Saisie d’une publication tunisienne au nom de lÉtat d’urgence sur ordre du ministre de l’Intérieur, censure d’une émission télévisée, nominations parachutées au sein d’institutions médiatiques publiques sans avis conforme de la Haute autorité indépendante de communication audiovisuelle (HAICA)… Les signaux envoyés par le gouvernement tunisien sont extrêmement inquiétants pour l’avenir de la liberté d’informer.
Entre
les 7 et 10 avril, le Premier ministre Youssef Chahed a nommé de
nouveaux dirigeants à l’agence TAP, à la SNIPE ainsi qu’à la radio
religieuse Zitouna FM fondée par le gendre de l’ex-président Ben Ali en
2007, sans que ni les professionnels du secteur ni la HAICA ne soient
consultés.
Dimanche
9 avril, Hannibal TV n’a pas diffusé l’émission le « rendez-vous » de . Selon nos sources, la direction de la chaîne aurait subi des
pressions de la part de la présidence de la République qui n’aurait pas
apprécié les propos de Ridha Belhaj, dirigeant de Nidaa Tounes et
invité de l’émission. Le 6 avril, les exemplaires d’un média tunisien
étaient saisis à l’imprimerie par la police sur ordre du ministère de
l’Intérieur, qui a invoqué l’état d’urgence pour justifier son action.
Mais aucun ordre judiciaire n’a été émis, empêchant ainsi tout recours.
«Ces attaques sont un coup dur porté à la liberté de la presse en Tunisie, déclare Virginie Dangles, rédactrice en chef de RSF. Le
gouvernement choisit d’utiliser des méthodes arbitraires, contraire aux
principes démocratiques. Nous demandons aux autorités de cesser ces
attaques contre la liberté d’informer dans le respect de la Constitution
et des engagements internationaux du pays».
A
ces pressions politiques s’ajoutent d’autres menaces fragilisant le
principe d’indépendance des journalistes.
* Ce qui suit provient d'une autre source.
//! Command-line and environment configuration

use std::{
    collections::BTreeMap,
    fs,
    path::{Path, PathBuf},
};

use anyhow::{anyhow, Context, Result};
use clap::Parser;
use tracing::debug;

use crate::{
    domain::communication::{
        request::{MessageRequest, ProcessDefaults},
        transport::Via,
    },
    infrastructure::email::smtp::SmtpConfig,
};

/// Options applied to every message
#[derive(Debug, Clone, Default, Parser)]
pub struct DefaultsConfig {
    /// JSON file holding default message options
    #[clap(long, env = "MAIL_DEFAULTS_FILE")]
    pub defaults_file: Option<PathBuf>,

    /// Default sender address
    #[clap(long = "default-from", env = "MAIL_FROM")]
    pub default_from: Option<String>,

    /// Default transport (`sendmail` or `smtp`)
    #[clap(long = "default-via", env = "MAIL_VIA")]
    pub default_via: Option<Via>,

    /// SMTP settings
    #[clap(flatten)]
    pub smtp: SmtpConfig,
}

impl DefaultsConfig {
    /// Loads the defaults file, then lays the flags and environment over it.
    pub fn load(&self) -> Result<ProcessDefaults> {
        let mut options = match &self.defaults_file {
            Some(path) => read_defaults(path)?,
            None => MessageRequest::default(),
        };

        if let Some(from) = &self.default_from {
            options.from = Some(from.clone());
        }

        if let Some(via) = self.default_via {
            options.via = Some(via);
        }

        if !self.smtp.is_empty() {
            options.via_options = Some(self.smtp.apply(options.via_options.unwrap_or_default()));
        }

        Ok(ProcessDefaults::new(options))
    }
}

fn read_defaults(path: &Path) -> Result<MessageRequest> {
    debug!("reading defaults from {}", path.display());

    let raw = fs::read_to_string(path)
        .with_context(|| format!("failed to read {}", path.display()))?;

    serde_json::from_str(&raw).with_context(|| format!("failed to parse {}", path.display()))
}

/// One message, as given on the command line
#[derive(Debug, Clone, Default, Parser)]
pub struct MessageArgs {
    /// Recipient, repeatable
    #[clap(long, value_delimiter = ',')]
    pub to: Vec<String>,

    /// Carbon-copy recipient, repeatable
    #[clap(long, value_delimiter = ',')]
    pub cc: Vec<String>,

    /// Blind carbon-copy recipient, repeatable
    #[clap(long, value_delimiter = ',')]
    pub bcc: Vec<String>,

    /// Sender address
    #[clap(long)]
    pub from: Option<String>,

    /// Envelope sender
    #[clap(long)]
    pub sender: Option<String>,

    /// Reply-to address, repeatable
    #[clap(long, value_delimiter = ',')]
    pub reply_to: Vec<String>,

    /// Subject line
    #[clap(short, long)]
    pub subject: Option<String>,

    /// Plain text body
    #[clap(long, conflicts_with = "body_file")]
    pub body: Option<String>,

    /// Read the plain text body from a file
    #[clap(long)]
    pub body_file: Option<PathBuf>,

    /// HTML body
    #[clap(long, conflicts_with = "html_file")]
    pub html_body: Option<String>,

    /// Read the HTML body from a file
    #[clap(long)]
    pub html_file: Option<PathBuf>,

    /// Charset of the message
    #[clap(long)]
    pub charset: Option<String>,

    /// Charset of the plain text part of a multipart message
    #[clap(long)]
    pub text_part_charset: Option<String>,

    /// Explicit Message-ID
    #[clap(long)]
    pub message_id: Option<String>,

    /// Explicit content type
    #[clap(long)]
    pub content_type: Option<String>,

    /// File to attach, repeatable
    #[clap(long = "attach")]
    pub attachments: Vec<PathBuf>,

    /// File to attach inline, repeatable
    #[clap(long = "inline")]
    pub inline_attachments: Vec<PathBuf>,

    /// Extra header as `Name: value`, repeatable
    #[clap(long = "header", value_parser = parse_header)]
    pub headers: Vec<(String, String)>,

    /// Transport (`sendmail` or `smtp`)
    #[clap(long)]
    pub via: Option<Via>,
}

impl MessageArgs {
    /// Reads any referenced files and builds the request.
    pub fn into_request(self) -> Result<MessageRequest> {
        let body = match (self.body, &self.body_file) {
            (Some(body), _) => Some(body),
            (None, Some(path)) => Some(read_text(path)?),
            (None, None) => None,
        };

        let html_body = match (self.html_body, &self.html_file) {
            (Some(html), _) => Some(html),
            (None, Some(path)) => Some(read_text(path)?),
            (None, None) => None,
        };

        Ok(MessageRequest {
            to: non_empty(self.to),
            cc: non_empty(self.cc),
            bcc: non_empty(self.bcc),
            from: self.from,
            sender: self.sender,
            reply_to: non_empty(self.reply_to),
            subject: self.subject,
            body,
            html_body,
            charset: self.charset,
            text_part_charset: self.text_part_charset,
            message_id: self.message_id,
            content_type: self.content_type,
            attachments: read_files(&self.attachments)?,
            inline_attachments: read_files(&self.inline_attachments)?,
            headers: (!self.headers.is_empty()).then(|| self.headers.into_iter().collect()),
            via: self.via,
            ..Default::default()
        })
    }
}

fn non_empty(values: Vec<String>) -> Option<Vec<String>> {
    (!values.is_empty()).then_some(values)
}

fn read_text(path: &Path) -> Result<String> {
    fs::read_to_string(path).with_context(|| format!("failed to read {}", path.display()))
}

fn read_files(paths: &[PathBuf]) -> Result<Option<BTreeMap<String, Vec<u8>>>> {
    if paths.is_empty() {
        return Ok(None);
    }

    let mut files = BTreeMap::new();

    for path in paths {
        let name = path
            .file_name()
            .map(|name| name.to_string_lossy().into_owned())
            .ok_or_else(|| anyhow!("{} has no file name", path.display()))?;

        let content =
            fs::read(path).with_context(|| format!("failed to read {}", path.display()))?;

        files.insert(name, content);
    }

    Ok(Some(files))
}

/// Parses `Name: value`.
pub fn parse_header(raw: &str) -> Result<(String, String)> {
    let (name, value) = raw
        .split_once(':')
        .ok_or_else(|| anyhow!("expected `Name: value`, got `{}`", raw))?;

    let name = name.trim();

    if name.is_empty() {
        return Err(anyhow!("header name is empty in `{}`", raw));
    }

    Ok((name.to_string(), value.trim().to_string()))
}
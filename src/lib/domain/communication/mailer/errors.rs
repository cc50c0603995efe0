//! Mailer errors

use lettre::{
    address::AddressError,
    transport::{sendmail, smtp},
};
use thiserror::Error;

/// Mailer errors
#[derive(Debug, Error)]
pub enum MailerError {
    /// An address header could not be parsed
    #[error(transparent)]
    InvalidAddress(#[from] AddressError),

    /// A header name is not valid ASCII
    #[error("invalid header name `{0}`")]
    InvalidHeader(String),

    /// A content type could not be parsed or does not fit the body
    #[error("invalid content type `{0}`")]
    InvalidContentType(String),

    /// The message could not be built
    #[error(transparent)]
    Build(#[from] lettre::error::Error),

    /// The sendmail process failed
    #[error(transparent)]
    Sendmail(#[from] sendmail::Error),

    /// The SMTP exchange failed
    #[error(transparent)]
    Smtp(#[from] smtp::Error),

    /// Unknown error
    #[error(transparent)]
    UnknownError(#[from] anyhow::Error),
}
Dimanche 16 avril, un
enregistrement sonore révélant les propos supposés de Nabil
Karoui, ex-PDG de Nessma TV, l’une des chaînes les plus regardées de
Tunisie a fuité. On y entend Karoui s’ingérait dans les contenus
éditoriaux pour demander aux journalistes de préparer « une
bande-annonce qui souille » les membres d’une ONG tunisienne (I Watch)
ayant mené une enquête sur les irrégularités fiscales dans la gestion de
la chaîne en octobre 2016. L’ancien patron de la chaîne y demande de
faire passer les membres de l’ONG pour des « traîtres et des agents » de
l’étranger en utilisant des informations « bidons ».
Face à ce resserrement du contrôle de l’information, RSF
tient à apporter son soutien aux journalistes tunisiens indépendants,
acteurs de la société civile médiatique tunisienne au premier plan
duquel, le syndicat national des journalistes tunisiens (SNJT) ainsi
qu’à la HAICA.
La Tunisie est 96ème au Classement mondial de la liberté de la presse de RSF en 2016.